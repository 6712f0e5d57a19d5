//! OpenAI-compatible chat-completions adapter for theme extraction.
//!
//! Works against api.openai.com, Azure OpenAI, Ollama, or anything else that
//! speaks the chat-completions wire format.

use anyhow::{anyhow, Context};
use async_trait::async_trait;
use interfaces::defs::{ThemeModel, ThemeReport};
use serde::{Deserialize, Serialize};
use std::time::Duration;
use tracing::{debug, info};

const MAX_INPUT_CHARS: usize = 24_000;

pub struct OpenAiThemeModel {
    client: reqwest::Client,
    api_url: String,
    api_key: String,
    model: String,
}

impl OpenAiThemeModel {
    pub fn new(api_url: String, api_key: String, model: String, timeout: Duration) -> anyhow::Result<Self> {
        let client = reqwest::Client::builder()
            .timeout(timeout)
            .build()
            .context("building chat-completions client")?;
        Ok(Self {
            client,
            api_url,
            api_key,
            model,
        })
    }

    fn system_prompt() -> &'static str {
        r#"You are the editor of a daily technology reading digest.
You receive the titles, sources and excerpts of today's articles.

1. List 1-5 core themes that run through the articles, each a short label of at most six words.
2. Write one short editorial observation (2-3 sentences) about what stands out today.

Respond with valid JSON only, no markdown:
{"themes": ["theme one", "theme two"], "observation": "..."}"#
    }

    /// LLMs sometimes wrap JSON in markdown fences or prose; keep just the object.
    fn sanitize_json(raw_text: &str) -> &str {
        let trimmed = raw_text.trim();
        match (trimmed.find('{'), trimmed.rfind('}')) {
            (Some(start), Some(end)) if start < end => &trimmed[start..=end],
            _ => trimmed,
        }
    }

    fn parse_report(raw_text: &str) -> anyhow::Result<ThemeReport> {
        let json = Self::sanitize_json(raw_text);
        serde_json::from_str(json).with_context(|| format!("model returned unparsable JSON: {}", json))
    }
}

#[derive(Serialize)]
struct ChatRequest<'a> {
    model: &'a str,
    messages: Vec<ChatMessage<'a>>,
    temperature: f32,
    response_format: ResponseFormat,
}

#[derive(Serialize)]
struct ChatMessage<'a> {
    role: &'a str,
    content: &'a str,
}

#[derive(Serialize)]
struct ResponseFormat {
    #[serde(rename = "type")]
    format_type: &'static str,
}

#[derive(Deserialize)]
struct ChatResponse {
    choices: Vec<Choice>,
}

#[derive(Deserialize)]
struct Choice {
    message: MessageContent,
}

#[derive(Deserialize)]
struct MessageContent {
    content: String,
}

#[async_trait]
impl ThemeModel for OpenAiThemeModel {
    fn model_name(&self) -> String {
        format!("openai-compatible ({})", self.model)
    }

    async fn summarize(&self, text: &str) -> anyhow::Result<ThemeReport> {
        let input = crate::rss_utils::text::truncate_chars(text, MAX_INPUT_CHARS);
        let request = ChatRequest {
            model: &self.model,
            messages: vec![
                ChatMessage { role: "system", content: Self::system_prompt() },
                ChatMessage { role: "user", content: &input },
            ],
            temperature: 0.2,
            response_format: ResponseFormat { format_type: "json_object" },
        };

        info!("Requesting themes from {}", self.model_name());
        let response = self
            .client
            .post(&self.api_url)
            .bearer_auth(&self.api_key)
            .json(&request)
            .send()
            .await
            .context("chat-completions request failed")?;

        let status = response.status();
        if !status.is_success() {
            let body = response.text().await.unwrap_or_default();
            return Err(anyhow!("chat-completions API error {}: {}", status, body));
        }

        let chat: ChatResponse = response.json().await.context("decoding chat-completions response")?;
        let content = chat
            .choices
            .into_iter()
            .next()
            .map(|c| c.message.content)
            .ok_or_else(|| anyhow!("chat-completions response had no choices"))?;

        debug!("Theme model raw response: {}", content);
        Self::parse_report(&content)
    }
}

PROBLEM REQUIREMENTS: Repeat the whole listing exactly.

ANSWER TO THIS PROBLEM:
repository 6712f0e5d57a19d5
//! OpenAI-compatible chat-completions adapter for theme extraction.
//!
//! Works against api.openai.com, Azure OpenAI, Ollama, or anything else that
//! speaks the chat-completions wire format.

use anyhow::{anyhow, Context};
use async_trait::async_trait;
use interfaces::defs::{ThemeModel, ThemeReport};
use serde::{Deserialize, Serialize};
use std::time::Duration;
use tracing::{debug, info};

const MAX_INPUT_CHARS: usize = 24_000;

pub struct OpenAiThemeModel {
    client: reqwest::Client,
    api_url: String,
    api_key: String,
    model: String,
}

impl OpenAiThemeModel {
    pub fn new(api_url: String, api_key: String, model: String, timeout: Duration) -> anyhow::Result<Self> {
        let client = reqwest::Client::builder()
            .timeout(timeout)
            .build()
            .context("building chat-completions client")?;
        Ok(Self {
            client,
            api_url,
            api_key,
            model,
        })
    }

    fn system_prompt() -> &'static str {
        r#"You are the editor of a daily technology reading digest.
You receive the titles, sources and excerpts of today's articles.

1. List 1-5 core themes that run through the articles, each a short label of at most six words.
2. Write one short editorial observation (2-3 sentences) about what stands out today.

Respond with valid JSON only, no markdown:
{"themes": ["theme one", "theme two"], "observation": "..."}"#
    }

    /// LLMs sometimes wrap JSON in markdown fences or prose; keep just the object.
    fn sanitize_json(raw_text: &str) -> &str {
        let trimmed = raw_text.trim();
        match (trimmed.find('{'), trimmed.rfind('}')) {
            (Some(start), Some(end)) if start < end => &trimmed[start..=end],
            _ => trimmed,
        }
    }

    fn parse_report(raw_text: &str) -> anyhow::Result<ThemeReport> {
        let json = Self::sanitize_json(raw_text);
        serde_json::from_str(json).with_context(|| format!("model returned unparsable JSON: {}", json))
    }
}

#[derive(Serialize)]
struct ChatRequest<'a> {
    model: &'a str,
    messages: Vec<ChatMessage<'a>>,
    temperature: f32,
    response_format: ResponseFormat,
}

#[derive(Serialize)]
struct ChatMessage<'a> {
    role: &'a str,
    content: &'a str,
}

#[derive(Serialize)]
struct ResponseFormat {
    #[serde(rename = "type")]
    format_type: &'static str,
}

#[derive(Deserialize)]
struct ChatResponse {
    choices: Vec<Choice>,
}

#[derive(Deserialize)]
struct Choice {
    message: MessageContent,
}

#[derive(Deserialize)]
struct MessageContent {
    content: String,
}

#[async_trait]
impl ThemeModel for OpenAiThemeModel {
    fn model_name(&self) -> String {
        format!("openai-compatible ({})", self.model)
    }

    async fn summarize(&self, text: &str) -> anyhow::Result<ThemeReport> {
        let input = crate::rss_utils::text::truncate_chars(text, MAX_INPUT_CHARS);
        let request = ChatRequest {
            model: &self.model,
            messages: vec![
                ChatMessage { role: "system", content: Self::system_prompt() },
                ChatMessage { role: "user", content: &input },
            ],
            temperature: 0.2,
            response_format: ResponseFormat { format_type: "json_object" },
        };

        info!("Requesting themes from {}", self.model_name());
        let response = self
            .client
            .post(&self.api_url)
            .bearer_auth(&self.api_key)
            .json(&request)
            .send()
            .await
            .context("chat-completions request failed")?;

        let status = response.status();
        if !status.is_success() {
            let body = response.text().await.unwrap_or_default();
            return Err(anyhow!("chat-completions API error {}: {}", status, body));
        }

        let chat: ChatResponse = response.json().await.context("decoding chat-completions response")?;
        let content = chat
            .choices
            .into_iter()
            .next()
            .map(|c| c.message.content)
            .ok_or_else(|| anyhow!("chat-completions response had no choices"))?;

        debug!("Theme model raw response: {}", content);
        Self::parse_report(&content)
    }
}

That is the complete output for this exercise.